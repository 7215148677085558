use serde::{Deserialize, Serialize};

use crate::util::PseudoRandom;
use crate::{
    Board, DEFAULT_CELL_SIZE, DEFAULT_TICK_INTERVAL_MS, Direction, EdgePolicy, Food, Position,
    Snake,
};

/// Per-session configuration, resolved once by the front-end and immutable
/// afterwards. A viewport resize mid-session is ignored.
#[derive(Debug, Clone, Copy, PartialEq, Eq, Serialize, Deserialize)]
pub struct GameConfig {
    pub width: i32,
    pub height: i32,
    pub cell_size: i32,
    pub edge_policy: EdgePolicy,
    pub tick_interval_ms: u64,
}

impl GameConfig {
    pub fn new(width: i32, height: i32, edge_policy: EdgePolicy) -> Self {
        GameConfig {
            width,
            height,
            cell_size: DEFAULT_CELL_SIZE,
            edge_policy,
            tick_interval_ms: DEFAULT_TICK_INTERVAL_MS,
        }
    }

    pub fn board(&self) -> Board {
        Board::new(self.width, self.height, self.cell_size)
    }
}

#[derive(Debug, Clone, Copy, PartialEq, Eq, Serialize, Deserialize)]
pub enum SessionStatus {
    Alive,
    /// Absorbing: a terminated session never ticks again.
    Terminated,
}

#[derive(Debug, Clone, PartialEq, Eq, Serialize, Deserialize)]
pub enum GameEvent {
    FoodEaten { position: Position },
    FoodSpawned { position: Position },
    SnakeDied,
}

// Serializable state for snapshots
#[derive(Debug, Clone, PartialEq, Eq, Serialize, Deserialize)]
pub struct GameState {
    pub tick: u32,
    pub board: Board,
    pub edge_policy: EdgePolicy,
    pub snake: Snake,
    pub food: Food,
    pub status: SessionStatus,
    rng: PseudoRandom,
}

impl GameState {
    pub fn new(config: &GameConfig, seed: u64) -> Self {
        let board = config.board();
        let snake = Snake::new(board.center_cell(), Direction::Right);
        let mut rng = PseudoRandom::new(seed);
        let food = Food::spawn(&board, &mut rng, &snake);
        GameState {
            tick: 0,
            board,
            edge_policy: config.edge_policy,
            snake,
            food,
            status: SessionStatus::Alive,
            rng,
        }
    }

    pub fn current_tick(&self) -> u32 {
        self.tick
    }

    pub fn is_terminated(&self) -> bool {
        self.status == SessionStatus::Terminated
    }

    /// Record a direction request for the next ticks. Input handlers only
    /// ever touch this queue, never the snake geometry.
    pub fn enqueue_direction(&mut self, direction: Direction) {
        if self.status == SessionStatus::Alive {
            self.snake.enqueue_direction(direction);
        }
    }

    /// Advance the session by one logical tick: move the snake, resolve
    /// food consumption, then check collisions. A no-op once terminated.
    pub fn exec_tick(&mut self) -> Vec<GameEvent> {
        let mut out = Vec::new();
        if self.status == SessionStatus::Terminated {
            return out;
        }

        self.snake.step(&self.board, self.edge_policy);

        if *self.snake.head() == self.food.position {
            let eaten = self.food.position;
            self.snake.mark_growth();
            self.snake.food += 1;
            self.food.replace(&self.board, &mut self.rng, &self.snake);
            log::debug!(
                "food eaten at ({}, {}), respawned at ({}, {})",
                eaten.x,
                eaten.y,
                self.food.position.x,
                self.food.position.y
            );
            out.push(GameEvent::FoodEaten { position: eaten });
            out.push(GameEvent::FoodSpawned {
                position: self.food.position,
            });
        }

        let hit_wall =
            self.edge_policy == EdgePolicy::Lethal && self.snake.has_wall_collision(&self.board);
        if hit_wall || self.snake.has_self_collision() {
            self.status = SessionStatus::Terminated;
            log::debug!("snake died on tick {}", self.tick);
            out.push(GameEvent::SnakeDied);
        }

        self.tick += 1;
        out
    }
}

#[cfg(test)]
mod tests {
    use super::*;

    fn config() -> GameConfig {
        GameConfig::new(200, 200, EdgePolicy::Wrap)
    }

    #[test]
    fn new_session_spawns_food_off_the_snake() {
        for seed in 0..32 {
            let state = GameState::new(&config(), seed);
            assert!(!state.snake.contains(&state.food.position));
            assert_eq!(state.status, SessionStatus::Alive);
        }
    }

    #[test]
    fn eating_food_emits_events_and_respawns() {
        let mut state = GameState::new(&config(), 5);
        // Plant the food directly in the head's path.
        state.food.position = state.snake.head().stepped(Direction::Right, 20);
        let events = state.exec_tick();
        assert!(matches!(events[0], GameEvent::FoodEaten { .. }));
        assert!(matches!(events[1], GameEvent::FoodSpawned { .. }));
        assert!(state.snake.pending_growth);
        assert_eq!(state.snake.food, 1);
        assert!(!state.snake.contains(&state.food.position));
    }

    #[test]
    fn growth_lands_one_tick_after_consumption() {
        let mut state = GameState::new(&config(), 5);
        state.food.position = state.snake.head().stepped(Direction::Right, 20);
        state.exec_tick();
        assert_eq!(state.snake.len(), 1);
        // Keep the replacement food out of the way for the follow-up tick.
        state.food.position = Position::new(0, 0);
        state.exec_tick();
        assert_eq!(state.snake.len(), 2);
    }

    #[test]
    fn self_collision_terminates_the_session() {
        let mut state = GameState::new(&config(), 5);
        // A head boxed in by its own body: stepping right lands on a
        // non-head segment.
        state.snake.body = [
            Position::new(100, 100),
            Position::new(100, 120),
            Position::new(120, 120),
            Position::new(120, 100),
            Position::new(140, 100),
        ]
        .into_iter()
        .collect();
        state.snake.direction = Direction::Right;
        state.snake.mark_growth();
        let events = state.exec_tick();
        assert!(events.contains(&GameEvent::SnakeDied));
        assert!(state.is_terminated());
    }

    #[test]
    fn lethal_wall_terminates_the_session() {
        let mut state = GameState::new(&GameConfig::new(200, 200, EdgePolicy::Lethal), 5);
        state.snake.body = [Position::new(180, 100)].into_iter().collect();
        state.snake.direction = Direction::Right;
        let events = state.exec_tick();
        assert_eq!(events, vec![GameEvent::SnakeDied]);
        assert!(state.is_terminated());
    }

    #[test]
    fn wrap_policy_survives_the_edge() {
        let mut state = GameState::new(&config(), 5);
        state.snake.body = [Position::new(180, 100)].into_iter().collect();
        state.snake.direction = Direction::Right;
        state.food.position = Position::new(0, 0);
        state.exec_tick();
        assert!(!state.is_terminated());
        assert_eq!(*state.snake.head(), Position::new(0, 100));
    }

    #[test]
    fn terminated_session_never_ticks_again() {
        let mut state = GameState::new(&config(), 5);
        state.status = SessionStatus::Terminated;
        let snapshot = state.clone();
        assert!(state.exec_tick().is_empty());
        assert_eq!(state, snapshot);
    }

    #[test]
    fn input_after_termination_is_dropped() {
        let mut state = GameState::new(&config(), 5);
        state.status = SessionStatus::Terminated;
        state.enqueue_direction(Direction::Up);
        assert!(state.snake.pending_directions.is_empty());
    }
}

◆ WHAT YOU NEED TO DO: Copy out every line of the listing that includes the string "SnakeDied".

◆ ANSWER TO THE EXERCISE:
    SnakeDied,
            out.push(GameEvent::SnakeDied);
        assert!(events.contains(&GameEvent::SnakeDied));
        assert_eq!(events, vec![GameEvent::SnakeDied]);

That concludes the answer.